Como las moreras de Padre proporcionaban alimento a muchos de los gusanos de seda de las aldeas cercanas, su nombre era prestigioso para que el agente lo utilizara, y el pobre Jiya, encantado de hacer negocios de la nueva e inteligente manera, fue un instrumento dispuesto. El agente preparó las tarjetas por valor de cientos de yenes, todas ellas marcadas con el blasón de Padre. Probablemente, se embolsó todo el dinero; en cualquier caso, la primera vez que supimos del asunto fue cuando un hombre extranjero, muy alto y con la cara roja, vestido con extrañas ropas de tubo, vino para ver a Padre. ¡Qué bien recuerdo aquel importante día! Mi hermana y yo, con las puntas de los dedos humedecidas, abrimos unos agujeritos en las puertas de papel para espiar al maravilloso desconocido. Sabíamos que era algo maleducado y de baja categoría, pero era la oportunidad de nuestra vida.

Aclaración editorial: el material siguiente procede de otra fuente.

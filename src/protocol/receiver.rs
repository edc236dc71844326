// SPDX-License-Identifier: MIT
// © 2025–2026 Christopher Liu

//! Cooperative frame receiver for the positioning link.
//!
//! The receiver pulls bytes from a [`BytePort`] one at a time and runs a
//! caller-supplied hook once for every empty poll, so the waits between
//! bytes double as motion-control ticks. One [`Receiver::receive`] call
//! scans for the doubled header under a poll budget, then reads the four
//! payload bytes and hands back the decoded [`Frame`].
//!
//! The receiver itself keeps no timing; pacing lives entirely in the hook.

use crate::protocol::frame::{Frame, HEADER_BYTE, PAYLOAD_LEN};

/// Byte-oriented serial link as the receiver sees it.
pub trait BytePort {
    /// Number of received bytes ready to read without blocking.
    fn bytes_available(&mut self) -> usize;

    /// Pull the next received byte. Only meaningful after
    /// [`bytes_available`](Self::bytes_available) reported at least one.
    fn read_byte(&mut self) -> u8;

    /// Queue one byte for transmission.
    fn write_byte(&mut self, byte: u8);
}

/// Default first-byte scan budget, in polls.
pub const SCAN_LIMIT: u32 = 100;

/// Link tuning knobs.
#[derive(Debug, Clone, Copy)]
pub struct LinkConfig {
    /// Sentinel byte the header doubles.
    pub header: u8,
    /// Polls (reads or empty checks) allowed while scanning for the first
    /// header byte before the attempt times out.
    pub scan_limit: u32,
    /// Polls allowed per in-frame wait (second header byte and each payload
    /// byte). `None` waits forever, stepping the hook each poll.
    pub wait_limit: Option<u32>,
    /// Mirror scan progress as text on the port. Off by default since the
    /// same link carries frames.
    pub trace: bool,
}

impl Default for LinkConfig {
    fn default() -> Self {
        Self {
            header: HEADER_BYTE,
            scan_limit: SCAN_LIMIT,
            wait_limit: None,
            trace: false,
        }
    }
}

/// Link-level receive failures. Both are recoverable; the caller keeps its
/// previous goal and simply tries again next cycle.
#[derive(Debug, Clone, Copy, PartialEq)]
pub enum LinkError {
    /// The header scan budget ran out before a sentinel appeared.
    SyncTimeout,
    /// A bounded in-frame wait expired before the next byte arrived.
    Stalled,
}

/// Header scan position.
enum Scan {
    /// Looking for the first sentinel byte.
    First,
    /// First sentinel seen; the next byte decides the header.
    Second,
}

/// Pull-based frame receiver. Holds only configuration; all scan state is
/// local to a single call.
pub struct Receiver {
    cfg: LinkConfig,
}

impl Receiver {
    pub fn new(cfg: LinkConfig) -> Self {
        Self { cfg }
    }

    #[inline]
    pub fn config(&self) -> &LinkConfig {
        &self.cfg
    }

    /// Scan for the doubled header.
    ///
    /// Every poll for the first byte, empty or not, counts against
    /// `scan_limit`, so a call can neither hang nor consume more than the
    /// budget in noise. Empty polls run `pace` once before rechecking. A
    /// sentinel followed by a non-sentinel drops both bytes and resumes
    /// the first-byte scan with the budget it has left.
    pub fn sync<P, F>(&self, port: &mut P, pace: &mut F) -> Result<(), LinkError>
    where
        P: BytePort,
        F: FnMut(),
    {
        self.trace_str(port, "searching\r\n");

        let mut polls: u32 = 0;
        let mut state = Scan::First;
        loop {
            match state {
                Scan::First => {
                    if polls >= self.cfg.scan_limit {
                        return Err(LinkError::SyncTimeout);
                    }
                    polls += 1;

                    if port.bytes_available() > 0 {
                        if port.read_byte() == self.cfg.header {
                            state = Scan::Second;
                        }
                    } else {
                        self.trace_str(port, ".");
                        pace();
                    }
                }
                Scan::Second => {
                    if self.wait_byte(port, pace)? == self.cfg.header {
                        self.trace_str(port, "header ok\r\n");
                        return Ok(());
                    }
                    self.trace_str(port, "header bad\r\n");
                    state = Scan::First;
                }
            }
        }
    }

    /// Read the four payload bytes after a successful [`sync`](Self::sync).
    ///
    /// Payload bytes are raw; a sentinel value here is data, not a header.
    pub fn read_targets<P, F>(&self, port: &mut P, pace: &mut F) -> Result<Frame, LinkError>
    where
        P: BytePort,
        F: FnMut(),
    {
        let mut payload = [0u8; PAYLOAD_LEN];
        for slot in payload.iter_mut() {
            *slot = self.wait_byte(port, pace)?;
        }
        Ok(Frame::from_payload(payload))
    }

    /// One full inbound attempt: header scan, then payload.
    pub fn receive<P, F>(&self, port: &mut P, pace: &mut F) -> Result<Frame, LinkError>
    where
        P: BytePort,
        F: FnMut(),
    {
        self.sync(port, pace)?;
        self.read_targets(port, pace)
    }

    /// Wait for one byte, running `pace` on every empty poll. The per-byte
    /// poll counter starts fresh on each call.
    fn wait_byte<P, F>(&self, port: &mut P, pace: &mut F) -> Result<u8, LinkError>
    where
        P: BytePort,
        F: FnMut(),
    {
        let mut polls: u32 = 0;
        loop {
            if port.bytes_available() > 0 {
                return Ok(port.read_byte());
            }
            if let Some(limit) = self.cfg.wait_limit {
                if polls >= limit {
                    return Err(LinkError::Stalled);
                }
            }
            polls += 1;

            self.trace_str(port, ".");
            pace();
        }
    }

    fn trace_str<P: BytePort>(&self, port: &mut P, s: &str) {
        if self.cfg.trace {
            for &b in s.as_bytes() {
                port.write_byte(b);
            }
        }
    }
}

#[cfg(test)]
mod tests {
    use super::*;
    use crate::mock::ScriptPort;

    fn receiver() -> Receiver {
        Receiver::new(LinkConfig::default())
    }

    #[test]
    fn syncs_on_an_immediate_header() {
        let mut port = ScriptPort::bytes(&[0xAA, 0xAA]);
        let mut paces = 0u32;
        let result = receiver().sync(&mut port, &mut || paces += 1);
        assert_eq!(result, Ok(()));
        assert_eq!(paces, 0);
    }

    #[test]
    fn skips_leading_noise() {
        let mut port = ScriptPort::bytes(&[0x12, 0x34, 0x56, 0xAA, 0xAA]);
        let result = receiver().sync(&mut port, &mut || {});
        assert_eq!(result, Ok(()));
        assert_eq!(port.remaining(), 0);
    }

    #[test]
    fn recovers_from_a_false_header() {
        // Sentinel + non-sentinel is dropped, then the real header lands.
        let mut port = ScriptPort::bytes(&[0xAA, 0x51, 0xAA, 0xAA]);
        let result = receiver().sync(&mut port, &mut || {});
        assert_eq!(result, Ok(()));
    }

    #[test]
    fn noise_exhausts_the_scan_budget() {
        let noise = [0x55u8; 150];
        let mut port = ScriptPort::bytes(&noise);
        let result = receiver().sync(&mut port, &mut || {});
        assert_eq!(result, Err(LinkError::SyncTimeout));
        // Exactly the budget's worth of bytes consumed.
        assert_eq!(port.remaining(), 50);
    }

    #[test]
    fn silence_exhausts_the_scan_budget_while_pacing() {
        let mut port = ScriptPort::new();
        let mut paces = 0u32;
        let result = receiver().sync(&mut port, &mut || paces += 1);
        assert_eq!(result, Err(LinkError::SyncTimeout));
        assert_eq!(paces, SCAN_LIMIT);
    }

    #[test]
    fn scan_budget_spans_a_false_header() {
        let cfg = LinkConfig {
            scan_limit: 10,
            ..LinkConfig::default()
        };
        let mut port = ScriptPort::bytes(&[0xAA, 0x51]).then_bytes(&[0x55; 20]);
        let result = Receiver::new(cfg).sync(&mut port, &mut || {});
        assert_eq!(result, Err(LinkError::SyncTimeout));
        // One poll went to the sentinel, nine more to noise; the second
        // header byte rode a separate wait.
        assert_eq!(port.remaining(), 11);
    }

    #[test]
    fn paces_once_per_gap_poll_in_the_scan() {
        let mut port = ScriptPort::new()
            .then_gap(3)
            .then_bytes(&[0xAA, 0xAA]);
        let mut paces = 0u32;
        let result = receiver().sync(&mut port, &mut || paces += 1);
        assert_eq!(result, Ok(()));
        assert_eq!(paces, 3);
    }

    #[test]
    fn paces_while_waiting_for_the_second_header_byte() {
        let mut port = ScriptPort::bytes(&[0xAA]).then_gap(5).then_byte(0xAA);
        let mut paces = 0u32;
        let result = receiver().sync(&mut port, &mut || paces += 1);
        assert_eq!(result, Ok(()));
        assert_eq!(paces, 5);
    }

    #[test]
    fn receives_a_clean_frame() {
        let mut port = ScriptPort::bytes(&[0xAA, 0xAA, 0x32, 0x00, 0x0A, 0x00]);
        let frame = receiver().receive(&mut port, &mut || {});
        assert_eq!(frame, Ok(Frame::new(50, 10)));
    }

    #[test]
    fn noise_then_frame_decodes_the_payload() {
        let mut port =
            ScriptPort::bytes(&[0x00, 0xFF, 0x7E, 0xAA, 0xAA, 0xFE, 0x05, 0x32, 0x00]);
        let frame = receiver().receive(&mut port, &mut || {});
        assert_eq!(frame, Ok(Frame::new(259, 50)));
    }

    #[test]
    fn reads_exactly_one_frame_of_bytes() {
        let mut port = ScriptPort::bytes(&[0xAA, 0xAA, 0x01, 0x00, 0x02, 0x00, 0x77]);
        let frame = receiver().receive(&mut port, &mut || {});
        assert_eq!(frame, Ok(Frame::new(1, 2)));
        // The byte after the payload stays on the line for the next call.
        assert_eq!(port.remaining(), 1);
    }

    #[test]
    fn receives_an_overflow_frame_with_gaps() {
        let mut port = ScriptPort::bytes(&[0xAA])
            .then_gap(1)
            .then_byte(0xAA)
            .then_bytes(&[0xFE])
            .then_gap(2)
            .then_bytes(&[0x05, 0x32])
            .then_gap(1)
            .then_byte(0x00);
        let mut paces = 0u32;
        let frame = receiver().receive(&mut port, &mut || paces += 1);
        assert_eq!(frame, Ok(Frame::new(259, 50)));
        assert_eq!(paces, 4);
    }

    #[test]
    fn sentinel_bytes_in_the_payload_are_data() {
        let mut port = ScriptPort::bytes(&[0xAA; 6]);
        let frame = receiver().receive(&mut port, &mut || {});
        assert_eq!(frame, Ok(Frame::new(170, 170)));
    }

    #[test]
    fn bounded_wait_reports_a_stall() {
        let cfg = LinkConfig {
            wait_limit: Some(8),
            ..LinkConfig::default()
        };
        // Header and one payload byte, then the line goes dead.
        let mut port = ScriptPort::bytes(&[0xAA, 0xAA, 0x32]);
        let mut paces = 0u32;
        let result = Receiver::new(cfg).receive(&mut port, &mut || paces += 1);
        assert_eq!(result, Err(LinkError::Stalled));
        assert_eq!(paces, 8);
    }

    #[test]
    fn unbounded_wait_rides_out_a_long_gap() {
        let mut port = ScriptPort::bytes(&[0xAA, 0xAA])
            .then_gap(500)
            .then_bytes(&[0x32, 0x00, 0x0A, 0x00]);
        let mut paces = 0u32;
        let frame = receiver().receive(&mut port, &mut || paces += 1);
        assert_eq!(frame, Ok(Frame::new(50, 10)));
        assert_eq!(paces, 500);
    }

    #[test]
    fn trace_mirrors_the_scan_on_the_port() {
        let cfg = LinkConfig {
            trace: true,
            ..LinkConfig::default()
        };
        let mut port = ScriptPort::new().then_gap(1).then_bytes(&[0xAA, 0xAA]);
        let result = Receiver::new(cfg).sync(&mut port, &mut || {});
        assert_eq!(result, Ok(()));
        assert_eq!(port.written, b"searching\r\n.header ok\r\n");
    }

    #[test]
    fn trace_reports_a_rejected_header() {
        let cfg = LinkConfig {
            trace: true,
            ..LinkConfig::default()
        };
        let mut port = ScriptPort::bytes(&[0xAA, 0x51, 0xAA, 0xAA]);
        let result = Receiver::new(cfg).sync(&mut port, &mut || {});
        assert_eq!(result, Ok(()));
        assert_eq!(port.written, b"searching\r\nheader bad\r\nheader ok\r\n");
    }

    #[test]
    fn quiet_by_default() {
        let mut port = ScriptPort::new().then_gap(2).then_bytes(&[0xAA, 0xAA]);
        let result = receiver().sync(&mut port, &mut || {});
        assert_eq!(result, Ok(()));
        assert!(port.written.is_empty());
    }
}
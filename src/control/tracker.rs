//! Constant-rate goal tracking for the two positioning axes.
//!
//! The tracker owns the current/goal angle pair for each axis and advances
//! one unit per [`drive_step`](Tracker::drive_step) call, so the rate the
//! caller invokes it at is also the angular velocity. Goals change only
//! through [`set_goal`](Tracker::set_goal), which commits both axes
//! together.

use crate::protocol::angle::Angle;

/// Anything that can be told to go to an angle.
pub trait Actuator {
    /// Command the actuator to the given angle.
    fn move_to(&mut self, angle: Angle);
}

/// Current/goal pair for one axis.
#[derive(Debug, Clone, Copy)]
pub struct Axis {
    current: Angle,
    goal: Angle,
}

impl Axis {
    fn new(start: Angle) -> Self {
        Self {
            current: start,
            goal: start,
        }
    }

    /// One unit toward the goal. Commands the servo only when the axis
    /// actually moved, so an on-target axis stays quiet.
    fn step<A: Actuator>(&mut self, servo: &mut A) -> bool {
        if self.current == self.goal {
            return false;
        }
        if self.current < self.goal {
            self.current += 1;
        } else {
            self.current -= 1;
        }
        servo.move_to(self.current);
        true
    }

    /// Angle the axis stands at, as driven so far.
    #[inline]
    pub fn current(&self) -> Angle {
        self.current
    }

    /// Angle the axis is heading for.
    #[inline]
    pub fn goal(&self) -> Angle {
        self.goal
    }

    #[inline]
    pub fn on_target(&self) -> bool {
        self.current == self.goal
    }
}

/// Both axes of the positioner.
pub struct Tracker {
    x: Axis,
    y: Axis,
}

impl Tracker {
    /// Start both axes at a known position, on target.
    pub fn new(x_start: Angle, y_start: Angle) -> Self {
        Self {
            x: Axis::new(x_start),
            y: Axis::new(y_start),
        }
    }

    /// Commit a new goal pair. Both axes switch in one call, so a drive
    /// step never chases a half-updated target.
    pub fn set_goal(&mut self, x: Angle, y: Angle) {
        self.x.goal = x;
        self.y.goal = y;
    }

    /// One drive step: each axis independently moves one unit toward its
    /// goal. Returns whether anything moved. An axis delta of `d` takes
    /// exactly `d` steps, with no overshoot.
    pub fn drive_step<X, Y>(&mut self, x_servo: &mut X, y_servo: &mut Y) -> bool
    where
        X: Actuator,
        Y: Actuator,
    {
        let x_moved = self.x.step(x_servo);
        let y_moved = self.y.step(y_servo);
        x_moved || y_moved
    }

    #[inline]
    pub fn x(&self) -> &Axis {
        &self.x
    }

    #[inline]
    pub fn y(&self) -> &Axis {
        &self.y
    }

    #[inline]
    pub fn on_target(&self) -> bool {
        self.x.on_target() && self.y.on_target()
    }
}
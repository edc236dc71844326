// SPDX-License-Identifier: MIT
// © 2025–2026 Christopher Liu

//! # Motion Control
//!
//! This module provides the goal-tracking core and the top-level drive cycle.
//!
//! ## Modules
//!
//! - [`tracker`] - Per-axis current/goal state with one-unit drive steps.
//! - [`controller`] - Cooperative cycle tying the link to both actuators.

pub mod controller;
pub mod tracker;

pub use controller::Controller;
pub use tracker::{Actuator, Axis, Tracker};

No tengo ninguna razón para pensar que el extranjero tuviera alguna culpa y, posiblemente —posiblemente— el agente también creyó que solo competía en astucia con el forastero. Muchas cosas se malinterpretaron en aquellos extraños días. Por supuesto, Padre, que no había sabido nada en absoluto de la transacción, pagó el precio e hizo honor a su nombre, pero dudo que llegara a entender lo que significaba todo aquello. Este fue uno de los muchos intentos bien intencionados realizados en esos días por vasallos de mente simple, cuyos leales y torpes corazones estaban más llenos de amor que de sabiduría.

En las largas tardes de invierno me gustaba mucho escabullirme a la sala de los criados para ver el trabajo que allí hacían y escuchar historias. Una tarde, cuando tenía unos siete años, me apresuraba a recorrer el zigzagueante porche que conducía a esa parte de la casa cuando oí voces que se mezclaban con los golpes de la suave nieve que lanzaban desde el tejado. No era habitual que lo limpiaran al anochecer, pero Jiya estaba allá arriba discutiendo con el capataz e insistiendo en que debía hacerse esa noche.

—Al ritmo que cae la nieve —le oí decir—, aplastará el tejado antes de la mañana.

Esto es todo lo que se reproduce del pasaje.